On 2/16/14, 6:59 PM, "Linus Torvalds" <torvalds@...ux-foundation.org>
wrote:

>On Sun, Feb 16, 2014 at 3:23 PM, Banerjee, Debabrata
><dbanerje@...mai.com> wrote:
>>
>> The explanation is: the loops look identical but they are not. When a
>> record is printed first, its size can expand due to adding the prefix
>>and
>> timestamp. The second loop is calculating len with the first line
>>printed
>> possibly changing every iteration.
>
>That still makes zero sense.
>
>The size should damn well not change, because we *should* be calling
>it with the exact same flags. If the size changes, something is wrong.

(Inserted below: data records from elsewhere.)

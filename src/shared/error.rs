// This is free and unencumbered software released into the public domain.

use std::{error::Error as StdError, io, time::Duration};
use thiserror::Error;

#[derive(Debug, Error)]
pub enum CameraError {
    #[error("no suitable capture backend available for `{0}`")]
    NoDriver(String),

    #[error("failed to open video device `{path}`")]
    DeviceOpen {
        path: String,
        #[source]
        source: io::Error,
    },

    #[error("no usable pixel format (need MJPG, JPEG, or YUYV)")]
    UnsupportedFormat,

    #[error("format negotiation failed: {0}")]
    FormatNegotiation(String),

    #[error("failed to map capture buffer")]
    BufferMap(#[source] io::Error),

    #[error("capture buffer is not allocated")]
    NotAllocated,

    #[error("no frame within {0:?}")]
    CaptureTimeout(Duration),

    #[error("capture failed while {context}")]
    CaptureIo {
        context: &'static str,
        #[source]
        source: io::Error,
    },

    #[error("input does not look like a JPEG image")]
    InvalidJpeg(#[source] Box<dyn StdError + Send + Sync>),

    #[error("invalid frame: {0}")]
    InvalidFrame(String),

    #[error("JPEG encoding failed")]
    Encode(#[source] Box<dyn StdError + Send + Sync>),

    #[error("invalid configuration: {0}")]
    InvalidConfig(String),

    #[error("driver error while {context}")]
    DriverError {
        context: &'static str,
        #[source]
        source: Box<dyn StdError + Send + Sync>,
    },

    #[error("{0}")]
    Other(String),
}

impl CameraError {
    #[inline]
    pub fn driver(context: &'static str, source: impl StdError + Send + Sync + 'static) -> Self {
        Self::DriverError {
            context,
            source: Box::new(source),
        }
    }

    #[inline]
    pub fn capture_io(context: &'static str, source: io::Error) -> Self {
        Self::CaptureIo { context, source }
    }

    #[inline]
    pub fn negotiation(msg: impl Into<String>) -> Self {
        Self::FormatNegotiation(msg.into())
    }

    #[inline]
    pub fn invalid_frame(msg: impl Into<String>) -> Self {
        Self::InvalidFrame(msg.into())
    }

    #[inline]
    pub fn invalid_config(msg: impl Into<String>) -> Self {
        Self::InvalidConfig(msg.into())
    }

    #[inline]
    pub fn other(msg: impl Into<String>) -> Self {
        Self::Other(msg.into())
    }

    /// Whether the capture loop has to stop after this error.
    pub fn is_fatal(&self) -> bool {
        !matches!(
            self,
            Self::InvalidJpeg(_) | Self::InvalidFrame(_) | Self::Encode(_)
        )
    }
}

/// Failures of a single upload. None of them ends the capture loop.
#[derive(Debug, Error)]
pub enum UploadError {
    #[error("cannot resolve host `{host}`")]
    HostResolution {
        host: String,
        #[source]
        source: Option<io::Error>,
    },

    #[error("cannot connect to {addr}")]
    Connection {
        addr: String,
        #[source]
        source: io::Error,
    },

    #[error("failed to send request")]
    Send(#[source] io::Error),

    #[error("peer closed the connection without a response")]
    EmptyResponse,

    #[error("failed to receive response")]
    Receive(#[source] io::Error),

    #[error("message buffer holds {capacity} bytes, request needs {needed}")]
    BufferTooSmall { needed: usize, capacity: usize },
}

#[cfg(test)]
mod tests {
    use super::*;

    #[test]
    fn fatal_classification() {
        assert!(CameraError::UnsupportedFormat.is_fatal());
        assert!(CameraError::CaptureTimeout(Duration::from_secs(2)).is_fatal());
        assert!(CameraError::BufferMap(io::Error::other("mmap")).is_fatal());
        assert!(!CameraError::invalid_frame("short").is_fatal());
    }

    #[test]
    fn error_messages() {
        assert_eq!(
            CameraError::CaptureTimeout(Duration::from_secs(2)).to_string(),
            "no frame within 2s"
        );
        assert_eq!(
            UploadError::BufferTooSmall {
                needed: 10,
                capacity: 4
            }
            .to_string(),
            "message buffer holds 4 bytes, request needs 10"
        );
    }
}
// This is free and unencumbered software released into the public domain.

#[cfg(not(feature = "std"))]
compile_error!("asimov-timelapse-camera requires the 'std' feature");

use asimov_module::SysexitsError::{self, *};
use asimov_timelapse_module::{
    cli,
    shared::{
        Camera, CameraConfig, CameraError, CaptureSession, DEFAULT_CAPTURE_TIMEOUT,
        DEFAULT_DEVICE, DEFAULT_FRAMEBUFFER, DEFAULT_JPEG_QUALITY, DEFAULT_STORAGE_DIR,
        PixelFormat, Resolution, UploadConfig, session::DeliveryOutcome,
    },
};
use clap::Parser;
use clientele::StandardOptions;
use std::{
    error::Error as StdError,
    path::PathBuf,
    sync::{
        Arc,
        atomic::{AtomicBool, Ordering},
    },
    time::Duration,
};

/// Captures a still every INTERVAL milliseconds and stores or uploads it.
#[derive(Debug, Parser)]
struct Options {
    #[clap(flatten)]
    flags: StandardOptions,

    /// Milliseconds to wait between captures
    #[arg(value_name = "INTERVAL")]
    interval: u64,

    /// Video device node or index
    #[arg(long, default_value = DEFAULT_DEVICE)]
    device: String,

    /// Frame size: qvga, vga, svga, hd, or WxH
    #[arg(short = 's', long = "size", default_value = "vga")]
    size: Resolution,

    /// Preferred pixel format (mjpg, jpeg, yuyv)
    #[arg(short = 'f', long)]
    format: Option<PixelFormat>,

    /// Preview each frame on a framebuffer
    #[arg(
        long,
        value_name = "FRAMEBUFFER",
        num_args = 0..=1,
        default_missing_value = DEFAULT_FRAMEBUFFER
    )]
    display: Option<String>,

    /// Upload images to HOST[:PORT] instead of storing them
    #[arg(short = 'u', long, value_name = "HOST[:PORT]")]
    upload: Option<UploadConfig>,

    /// Server path the upload form is posted to
    #[arg(long, default_value = UploadConfig::DEFAULT_PATH)]
    path: String,

    /// Directory images are stored in when not uploading
    #[arg(short = 'o', long, value_name = "DIR", default_value = DEFAULT_STORAGE_DIR)]
    output: PathBuf,

    /// JPEG quality for raw frames (1-100)
    #[arg(long, default_value_t = DEFAULT_JPEG_QUALITY)]
    quality: u8,

    /// Milliseconds to wait for a frame before giving up
    #[arg(long, value_name = "MS", default_value_t = DEFAULT_CAPTURE_TIMEOUT.as_millis() as u64)]
    capture_timeout: u64,

    /// Run unattended: no interrupt handler, no per-frame output
    #[arg(long)]
    agent: bool,
}

impl Options {
    fn to_config(&self) -> Result<CameraConfig, CameraError> {
        if self.capture_timeout == 0 {
            return Err(CameraError::invalid_config("capture timeout must be positive"));
        }

        let mut config = CameraConfig::new(self.size, Duration::from_millis(self.interval))
            .with_device(self.device.clone())
            .with_capture_timeout(Duration::from_millis(self.capture_timeout))
            .with_jpeg_quality(self.quality)
            .with_storage_dir(self.output.clone())
            .with_agent(self.agent);
        if let Some(format) = self.format {
            config = config.with_pixel_format(format);
        }
        if let Some(display) = &self.display {
            config = config.with_display(display.clone());
        }
        if let Some(upload) = &self.upload {
            config = config.with_upload(upload.clone().with_path(self.path.clone()));
        }
        Ok(config)
    }
}

pub fn main() -> Result<SysexitsError, Box<dyn StdError>> {
    asimov_module::dotenv().ok();
    let args = asimov_module::args_os()?;
    let options = Options::parse_from(args);

    if options.flags.version {
        println!("{} {}", env!("CARGO_PKG_NAME"), env!("CARGO_PKG_VERSION"));
        return Ok(EX_OK);
    }

    if options.flags.license {
        print!("{}", include_str!("../../UNLICENSE"));
        return Ok(EX_OK);
    }

    #[cfg(feature = "tracing")]
    asimov_module::init_tracing_subscriber(&options.flags).expect("failed to initialize logging");

    let exit_code = match run_camera(&options) {
        Ok(()) => EX_OK,
        Err(err) => cli::handle_error(&err, &options.flags),
    };

    Ok(exit_code)
}

fn run_camera(options: &Options) -> Result<(), CameraError> {
    let config = options.to_config()?;
    let flags = &options.flags;

    let mut camera = Camera::open(&config.device)?;
    let info = camera.refresh_info()?;
    cli::info_user(
        flags,
        &format!(
            "camera {}: driver \"{}\", card \"{}\", bus \"{}\"",
            config.device, info.driver, info.card, info.bus_info
        ),
    );

    let mode = camera.start(config.resolution, config.pixel_format)?;
    if mode.resolution != config.resolution {
        cli::warn_user(
            flags,
            &format!("driver adjusted {} to {}", config.resolution, mode.resolution),
        );
    }
    cli::info_user(
        flags,
        &format!(
            "capturing {} at {} every {} ms",
            mode.pixel_format,
            mode.resolution,
            config.interval.as_millis()
        ),
    );

    let mut session = CaptureSession::from_config(camera, &config)?;

    let stop = Arc::new(AtomicBool::new(false));
    if !config.agent {
        let stop = Arc::clone(&stop);
        ctrlc::set_handler(move || {
            stop.store(true, Ordering::SeqCst);
        })
        .map_err(|e| CameraError::other(format!("{e}")))?;
    }

    let show_reports = !config.agent || flags.verbose >= 1;
    let completed = session.run(
        config.interval,
        &stop,
        |report| {
            if let DeliveryOutcome::Uploaded(outcome) = &report.delivery {
                if let Some(err) = &outcome.error {
                    cli::warn_user_with_error(
                        flags,
                        &format!("{} not uploaded", report.filename),
                        err,
                    );
                }
            }
            if let Some(err) = &report.preview_error {
                cli::warn_user_with_error(
                    flags,
                    &format!("{} not displayed", report.filename),
                    err,
                );
            }
            if show_reports {
                println!("{report}");
            }
        },
        |err| cli::warn_user_with_error(flags, "frame skipped", err),
    )?;

    if stop.load(Ordering::SeqCst) {
        cli::info_user(flags, "terminated by user");
    }
    cli::info_user(flags, &format!("captured {completed} images"));
    Ok(())
}
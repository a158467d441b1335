// This is free and unencumbered software released into the public domain.

//! Local JPEG storage, typically on a ramdisk served by a web server.

use crate::shared::DEFAULT_STORAGE_DIR;
use std::{
    fs, io,
    path::{Path, PathBuf},
};

/// Name of the file that always holds the name of the latest image.
pub const DATA_FILE: &str = "data.txt";

#[derive(Clone, Debug)]
pub struct LocalStorage {
    dir: PathBuf,
    data_file: PathBuf,
}

impl Default for LocalStorage {
    fn default() -> Self {
        Self::new(DEFAULT_STORAGE_DIR)
    }
}

impl LocalStorage {
    pub fn new(dir: impl Into<PathBuf>) -> Self {
        let dir = dir.into();
        let data_file = dir.join(DATA_FILE);
        Self { dir, data_file }
    }

    pub fn dir(&self) -> &Path {
        &self.dir
    }

    pub fn data_file(&self) -> &Path {
        &self.data_file
    }

    /// Writes `jpeg` as `dir/filename`, then records `filename` in the data
    /// file.
    pub fn try_store(&self, filename: &str, jpeg: &[u8]) -> io::Result<PathBuf> {
        let path = self.dir.join(filename);
        fs::write(&path, jpeg)?;
        fs::write(&self.data_file, filename)?;
        Ok(path)
    }

    /// Like [`try_store`](Self::try_store), but failures are only logged.
    pub fn store(&self, filename: &str, jpeg: &[u8]) -> Option<PathBuf> {
        match self.try_store(filename, jpeg) {
            Ok(path) => Some(path),
            Err(_err) => {
                #[cfg(feature = "tracing")]
                asimov_module::tracing::warn!(
                    target: "asimov_timelapse_module",
                    error = %_err,
                    dir = %self.dir.display(),
                    filename = %filename,
                    "failed to store image"
                );
                None
            },
        }
    }
}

The problem is that it starts discarding records from the top of the list,
and the size of the first line is based on the previous line. When we
discard the *first* line off the list, then the size of the next line can
change since it is the new first line. My v1 patch was flawed because it
didn't consider just the first line.

>So my suspicion is that the *real* bug is that
>
>    prev = 0;
>
>before that *third* loop, because it means that the first time through
>that loop (when we did *not* reset "seq/idx" to the beginning, we use
>the wrong "prev" value.

No that can't be right, the prev value after every loop is the msg->flags
from the *last* line in the list, which has no relation to the *first*, so
reusing it for the top of the next loop is nonsense. seq is not reset
because the second loop seeks to the seq where the third loop starts
printing.

I think I really fixed it properly with my v2 patch, please take a look.